Consider the data that follows and state how many lines contain the string "accumulate", using the number alone.

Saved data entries
------------------------------------

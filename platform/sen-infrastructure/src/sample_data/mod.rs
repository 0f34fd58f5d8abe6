use chrono::{DateTime, Duration, Utc};
use rand::rngs::StdRng;
use rand::{Rng, SeedableRng};
use sen_domain::repositories::trading_data::TradingDataProvider;
use sen_domain::services::profit::accumulate;
use sen_domain::value_objects::account::Account;
use sen_domain::value_objects::profit_data::ProfitData;
use sen_domain::value_objects::strategy::{Strategy, StrategyStatus};
use sen_domain::value_objects::timeframe::Timeframe;
use sen_domain::value_objects::trade::{Trade, TradeDirection};
use std::collections::HashSet;

pub const SAMPLE_BALANCE: f64 = 1215.0;
pub const SAMPLE_EQUITY: f64 = 345.0;
pub const PROFIT_HISTORY_DAYS: usize = 7;
const PROFIT_RANGE: std::ops::Range<f64> = -20.0..30.0;

/// How the in-memory store is populated when it is built.
#[derive(Debug, Clone)]
pub struct SampleDataOptions {
    /// Fixed seed for the profit history; `None` draws from entropy.
    pub seed: Option<u64>,
    pub now: DateTime<Utc>,
    pub history_days: usize,
    pub account: Account,
}

impl Default for SampleDataOptions {
    fn default() -> Self {
        Self {
            seed: None,
            now: Utc::now(),
            history_days: PROFIT_HISTORY_DAYS,
            account: Account::new(SAMPLE_BALANCE, SAMPLE_EQUITY),
        }
    }
}

/// Mock provider holding every entity in memory.
///
/// The profit history is generated once at construction and never appended to.
#[derive(Debug, Clone)]
pub struct InMemoryTradingData {
    account: Account,
    strategies: Vec<Strategy>,
    profit_history: Vec<ProfitData>,
    open_trades: Vec<Trade>,
}

impl InMemoryTradingData {
    pub fn new(
        account: Account,
        strategies: Vec<Strategy>,
        profit_history: Vec<ProfitData>,
        open_trades: Vec<Trade>,
    ) -> Result<Self, String> {
        let mut seen = HashSet::new();
        for strategy in &strategies {
            if !seen.insert(strategy.id.as_str()) {
                return Err(format!("duplicate strategy id: {}", strategy.id));
            }
        }
        Ok(Self {
            account,
            strategies,
            profit_history,
            open_trades,
        })
    }

    /// Sample dataset shown by the dashboard: two channel strategies, two open
    /// positions and a random daily profit history.
    pub fn sample(options: SampleDataOptions) -> Self {
        let profit_history =
            generate_profit_history(options.seed, options.now, options.history_days);
        tracing::debug!(
            seed = ?options.seed,
            points = profit_history.len(),
            "generated sample profit history"
        );
        Self {
            account: options.account,
            strategies: sample_strategies(),
            profit_history,
            open_trades: sample_trades(options.now),
        }
    }

    pub fn seeded(seed: u64) -> Self {
        Self::sample(SampleDataOptions {
            seed: Some(seed),
            ..SampleDataOptions::default()
        })
    }
}

impl TradingDataProvider for InMemoryTradingData {
    fn account(&self) -> Account {
        self.account.clone()
    }

    fn strategies(&self) -> Vec<Strategy> {
        self.strategies.clone()
    }

    fn profit_history(&self) -> Vec<ProfitData> {
        self.profit_history.clone()
    }

    fn open_trades(&self) -> Vec<Trade> {
        self.open_trades.clone()
    }

    fn set_strategy_status(&mut self, id: &str, status: StrategyStatus) -> bool {
        match self.strategies.iter_mut().find(|s| s.id == id) {
            Some(strategy) => {
                strategy.status = status;
                true
            }
            None => false,
        }
    }
}

pub fn sample_strategies() -> Vec<Strategy> {
    vec![
        Strategy {
            id: "1".to_string(),
            name: "L_CHANNEL_XAUUSD_M5".to_string(),
            symbol: "XAUUSD".to_string(),
            timeframe: Timeframe::M5,
            status: StrategyStatus::Active,
            profit: 12.5,
            trades_count: 8,
        },
        Strategy {
            id: "2".to_string(),
            name: "L_CHANNEL_BTCUSD_M15".to_string(),
            symbol: "BTCUSD".to_string(),
            timeframe: Timeframe::M15,
            status: StrategyStatus::Active,
            profit: -5.2,
            trades_count: 3,
        },
    ]
}

fn sample_trades(now: DateTime<Utc>) -> Vec<Trade> {
    vec![
        Trade {
            id: "T-1001".to_string(),
            symbol: "XAUUSD".to_string(),
            direction: TradeDirection::Buy,
            volume: 0.10,
            open_price: 2031.40,
            current_price: 2033.15,
            profit: 17.5,
            open_time: now - Duration::minutes(42),
        },
        Trade {
            id: "T-1002".to_string(),
            symbol: "BTCUSD".to_string(),
            direction: TradeDirection::Sell,
            volume: 0.01,
            open_price: 43120.0,
            current_price: 43210.0,
            profit: -0.9,
            open_time: now - Duration::minutes(15),
        },
    ]
}

/// One point per day, starting `days` days before `now`.
pub fn generate_profit_history(
    seed: Option<u64>,
    now: DateTime<Utc>,
    days: usize,
) -> Vec<ProfitData> {
    let mut rng = match seed {
        Some(seed) => StdRng::seed_from_u64(seed),
        None => StdRng::from_entropy(),
    };
    let base = now - Duration::days(days as i64);
    accumulate((0..days).map(|i| {
        let profit = rng.gen_range(PROFIT_RANGE);
        (base + Duration::days(i as i64), profit)
    }))
}

#[cfg(test)]
mod tests {
    use super::{generate_profit_history, InMemoryTradingData, PROFIT_HISTORY_DAYS};
    use chrono::{TimeZone, Utc};
    use sen_domain::repositories::trading_data::TradingDataProvider;
    use sen_domain::value_objects::account::Account;

    #[test]
    fn seeded_history_is_reproducible() {
        let now = Utc.with_ymd_and_hms(2024, 3, 10, 0, 0, 0).unwrap();
        let a = generate_profit_history(Some(7), now, PROFIT_HISTORY_DAYS);
        let b = generate_profit_history(Some(7), now, PROFIT_HISTORY_DAYS);
        assert_eq!(a, b);
        assert_eq!(a.len(), PROFIT_HISTORY_DAYS);
        assert!(a.iter().all(|p| (-20.0..30.0).contains(&p.profit)));
    }

    #[test]
    fn history_ends_one_day_before_now() {
        let now = Utc.with_ymd_and_hms(2024, 3, 10, 0, 0, 0).unwrap();
        let history = generate_profit_history(Some(1), now, 3);
        assert_eq!(history[0].timestamp, now - chrono::Duration::days(3));
        assert_eq!(history[2].timestamp, now - chrono::Duration::days(1));
    }

    #[test]
    fn new_rejects_duplicate_strategy_ids() {
        let mut strategies = super::sample_strategies();
        strategies[1].id = strategies[0].id.clone();
        let err = InMemoryTradingData::new(Account::new(1.0, 1.0), strategies, vec![], vec![])
            .expect_err("duplicate ids");
        assert!(err.contains("duplicate strategy id"));
    }

    #[test]
    fn sample_account_matches_dashboard_defaults() {
        let data = InMemoryTradingData::seeded(3);
        let account = data.account();
        assert_eq!(account.balance, 1215.0);
        assert_eq!(account.equity, 345.0);
        assert_eq!(account.drawdown, 0.0);
        assert_eq!(data.open_trades().len(), 2);
    }
}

------------------------------------

• [Solution for this exercise]:
2